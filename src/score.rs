//! Scoreboard text and the end-of-game verdict.

pub const DEATH_MESSAGE: &str = "YA DIED";

/// In-game kill counter, e.g. `K: 000042`.
pub fn scoreboard_label(kills: u32) -> String {
    format!("K: {:0>6}", kills)
}

pub fn kills_line(kills: u32) -> String {
    format!("but got {} kills", kills)
}

pub fn commentary(kills: u32) -> &'static str {
    match kills {
        0..=2 => "too bad you suck",
        3..=9 => "were you even trying?",
        10..=19 => "not great",
        20..=49 => "not terrible",
        50..=99 => "decent",
        100..=999 => "wow very nice",
        _ => "wait, what how?! Did you cheat?",
    }
}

**Work task**
Pull every line with the word "game" from the data.

**Answer to the problem**
//! Scoreboard text and the end-of-game verdict.
/// In-game kill counter, e.g. `K: 000042`.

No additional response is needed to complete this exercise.